Avoid doing any online investment or banking activity from public wifi such as at hotels and airports. Scam artists can pick up your data no problem! Use your phone (turn off wifi) or use a VPN (virtual private network) for your PC. This is very important.

Also make it hard and slow to log in. Use dual authentication which usually involves a text to your cell or an email. This deters criminals and ensures you are the one logging in. If your investment company provides a security key process you should use that as well. This is even better security to prevent hackers from getting to your accounts.

You should consider using a dedicated Chromebook or PC just for financial transactions. This device would only be used to do banking and investing. No email or web surfing. By staying off the web and email that will prevent viruses and key logging software from getting on your device.

It’s also a good practice to check your bank and investment accounts at least once a week. This way you can make sure that everything is good. Consider this a financial check in. If you see any usual activity be sure to report it right away!


Once again, don’t be in a hurry or do what is easiest. Make your passwords long and use letters, numbers and special characters. Use phrases for stronger passwords rather than just a word.
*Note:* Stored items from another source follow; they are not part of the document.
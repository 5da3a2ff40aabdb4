//! # Catalog Store
//!
//! `SQLite` persistence for imported song records. Records are stored as
//! imported: duration and BPM keep their raw text so that a song with a
//! malformed tempo survives the round trip and is rejected at
//! classification time, not at import time.

use crate::song::{RawValue, SongRecord};
use anyhow::{Context, Result};
use log::{debug, trace};
use rusqlite::{params, Connection};
use std::path::Path;

/// Open (or create) the catalog at `path` and make sure the schema exists.
///
/// # Errors
///
/// Fails if the file cannot be opened or the schema cannot be created.
pub fn open(path: &Path) -> Result<Connection> {
    let conn = Connection::open(path)
        .with_context(|| format!("Could not open catalog database at {}", path.display()))?;
    init(&conn)?;
    Ok(conn)
}

/// Create the `songs` table if it does not exist. Safe to call repeatedly.
///
/// # Errors
///
/// Fails on invalid SQL or a read-only database.
pub fn init(conn: &Connection) -> Result<()> {
    conn.execute(
        "CREATE TABLE IF NOT EXISTS songs (
            id           TEXT PRIMARY KEY,
            name         TEXT NOT NULL,
            artists      TEXT NOT NULL,
            duration     TEXT,
            bpm          TEXT,
            energy       REAL,
            danceability REAL
        )",
        (),
    )
    .context("Invalid SQL command when creating songs table")?;
    Ok(())
}

fn raw_to_text(value: Option<&RawValue>) -> Option<String> {
    value.map(ToString::to_string)
}

fn text_to_raw(value: Option<String>) -> Option<RawValue> {
    value.map(|text| match text.trim().parse::<f64>() {
        Ok(n) => RawValue::Number(n),
        Err(_) => RawValue::Text(text),
    })
}

/// Insert or update `records` in one transaction. Returns the number written.
///
/// A record whose id already exists replaces the stored one. With `replace`
/// set, the table is emptied first.
///
/// # Errors
///
/// Rolls back and fails if any statement fails.
pub fn import_records(conn: &mut Connection, records: &[SongRecord], replace: bool) -> Result<usize> {
    let tx = conn.transaction()?;

    if replace {
        let removed = tx.execute("DELETE FROM songs", ())?;
        debug!("Cleared {removed} stored songs before import");
    }

    {
        let mut stmt = tx.prepare(
            "INSERT INTO songs (id, name, artists, duration, bpm, energy, danceability)
             VALUES (?1, ?2, ?3, ?4, ?5, ?6, ?7)
             ON CONFLICT(id) DO UPDATE SET
                name = excluded.name,
                artists = excluded.artists,
                duration = excluded.duration,
                bpm = excluded.bpm,
                energy = excluded.energy,
                danceability = excluded.danceability",
        )?;

        for record in records {
            stmt.execute(params![
                record.id,
                record.name,
                record.artists,
                raw_to_text(record.duration.as_ref()),
                raw_to_text(record.bpm.as_ref()),
                record.energy,
                record.danceability,
            ])
            .with_context(|| format!("Failed to store song {:?}", record.id))?;
            trace!("Stored {}", record.id);
        }
    }

    tx.commit().context("Committing import transaction failed")?;
    Ok(records.len())
}

/// All stored records, ordered by id.
///
/// # Errors
///
/// Fails if the query cannot run or a row has an unexpected type.
pub fn load_records(conn: &Connection) -> Result<Vec<SongRecord>> {
    let mut stmt = conn
        .prepare("SELECT id, name, artists, duration, bpm, energy, danceability FROM songs ORDER BY id")
        .context("Invalid SQL statement when selecting songs")?;

    let rows = stmt
        .query_map([], |row| {
            Ok(SongRecord {
                id: row.get(0)?,
                name: row.get(1)?,
                artists: row.get(2)?,
                duration: text_to_raw(row.get(3)?),
                bpm: text_to_raw(row.get(4)?),
                energy: row.get(5)?,
                danceability: row.get(6)?,
            })
        })
        .context("Cannot query songs")?;

    let mut records = Vec::new();
    for record in rows {
        records.push(record.context("Failed to read stored song")?);
    }
    Ok(records)
}

/// Number of stored songs
///
/// # Errors
///
/// Fails if the count query fails.
pub fn count(conn: &Connection) -> Result<usize> {
    let n: i64 = conn
        .query_row("SELECT COUNT(*) FROM songs", [], |row| row.get(0))
        .context("Could not count catalog entries")?;
    Ok(usize::try_from(n).unwrap_or(0))
}

/// Delete one song. Returns whether it existed.
///
/// # Errors
///
/// Fails on a database error.
pub fn remove(conn: &Connection, id: &str) -> Result<bool> {
    let removed = conn
        .execute("DELETE FROM songs WHERE id = ?1", [id])
        .with_context(|| format!("Failed to delete song {id:?}"))?;
    Ok(removed > 0)
}

#[cfg(test)]
mod tests {
    use super::*;
    use tempfile::TempDir;

    fn memory() -> Connection {
        let conn = Connection::open_in_memory().unwrap();
        init(&conn).unwrap();
        conn
    }

    #[test]
    fn test_round_trip_keeps_raw_bpm() {
        let mut conn = memory();
        let mut broken = SongRecord::new("b", "Broken", "Nobody", 0.0);
        broken.bpm = Some(RawValue::Text("fast".to_string()));
        let mut timed = SongRecord::new("a", "Timed", "Somebody", 128.5);
        timed.duration = Some(RawValue::Text("3:05".to_string()));
        timed.energy = Some(0.8);

        assert_eq!(import_records(&mut conn, &[timed, broken], false).unwrap(), 2);

        let records = load_records(&conn).unwrap();
        assert_eq!(records.len(), 2);
        assert_eq!(records[0].id, "a");
        assert_eq!(records[0].bpm, Some(RawValue::Number(128.5)));
        assert_eq!(records[0].duration, Some(RawValue::Text("3:05".to_string())));
        assert_eq!(records[0].energy, Some(0.8));
        assert_eq!(records[1].bpm, Some(RawValue::Text("fast".to_string())));
    }

    #[test]
    fn test_upsert_and_replace() {
        let mut conn = memory();
        import_records(&mut conn, &[SongRecord::new("a", "Old", "X", 100.0)], false).unwrap();
        import_records(&mut conn, &[SongRecord::new("a", "New", "X", 150.0)], false).unwrap();
        assert_eq!(count(&conn).unwrap(), 1);
        assert_eq!(load_records(&conn).unwrap()[0].name, "New");

        import_records(&mut conn, &[SongRecord::new("z", "Z", "Y", 90.0)], true).unwrap();
        assert_eq!(count(&conn).unwrap(), 1);
        assert_eq!(load_records(&conn).unwrap()[0].id, "z");
    }

    #[test]
    fn test_remove() {
        let mut conn = memory();
        import_records(&mut conn, &[SongRecord::new("a", "A", "X", 100.0)], false).unwrap();
        assert!(remove(&conn, "a").unwrap());
        assert!(!remove(&conn, "a").unwrap());
        assert_eq!(count(&conn).unwrap(), 0);
    }

    #[test]
    fn test_open_on_disk_is_idempotent() {
        let dir = TempDir::new().unwrap();
        let path = dir.path().join("catalog.db");
        {
            let mut conn = open(&path).unwrap();
            import_records(&mut conn, &[SongRecord::new("a", "A", "X", 100.0)], false).unwrap();
        }
        let conn = open(&path).unwrap();
        assert_eq!(count(&conn).unwrap(), 1);
    }
}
Some use password managing software. I’m more conservative than that. It makes me uneasy to have one source that can access everything. Many are ok with that but I’d rather not give a third party the keys to the kingdom! Make your own choice that lets you sleep at night.

Use a Shredder

Any documents with your name, address, phone number, account numbers, investment documents, and the like should be shredded instead of thrown in the garbage. You don’t want that type of information floating around. Get a good shredder and use it for documents containing anything personal. Generic items can go in the regular recycling but don’t make it easy for anyone to know where you bank or have investments.

Protect your Social Security number

Years ago your social security number was everywhere. It was so convenient for businesses to use that number rather than issue you a unique number for their purposes. Over time it became obvious how dangerous this is for your personal identity security. In recent years there is a big push not to handle social security numbers.

Be sure to politely but persistently challenge anyone that wants your social security number. There are some legit reasons such as checking your credit worthiness. As a general rule I always leave the SS# field blank on any forms I am asked to fill out. I wait until they ask for it again and then I politely as why. In many cases no one ever asks.

In Summary

  • Scam artists want you to move fast and make a bad decision. Slow down and don’t click on any links or attachments in emails you didn’t request
  • Don’t answer the phone unless you recognize the number
  • Freeze your credit to significantly cut down on identity theft risk
  • Credit cards are superior to Debit cards when it comes to fighting fraudsters
  • Do not use public Wifi when doing anything financial. Use a VPN or secure cell signal with the Wifi turned off.
  • Use longer passwords and dual authentication to keep criminals out of your accounts
  • Use s shredder to destroy any documents that could tell anyone where you bank or have investments
  • Don’t just cavalierly give out your social security number. Make someone ask you for it again with a logical explanation before you provide it.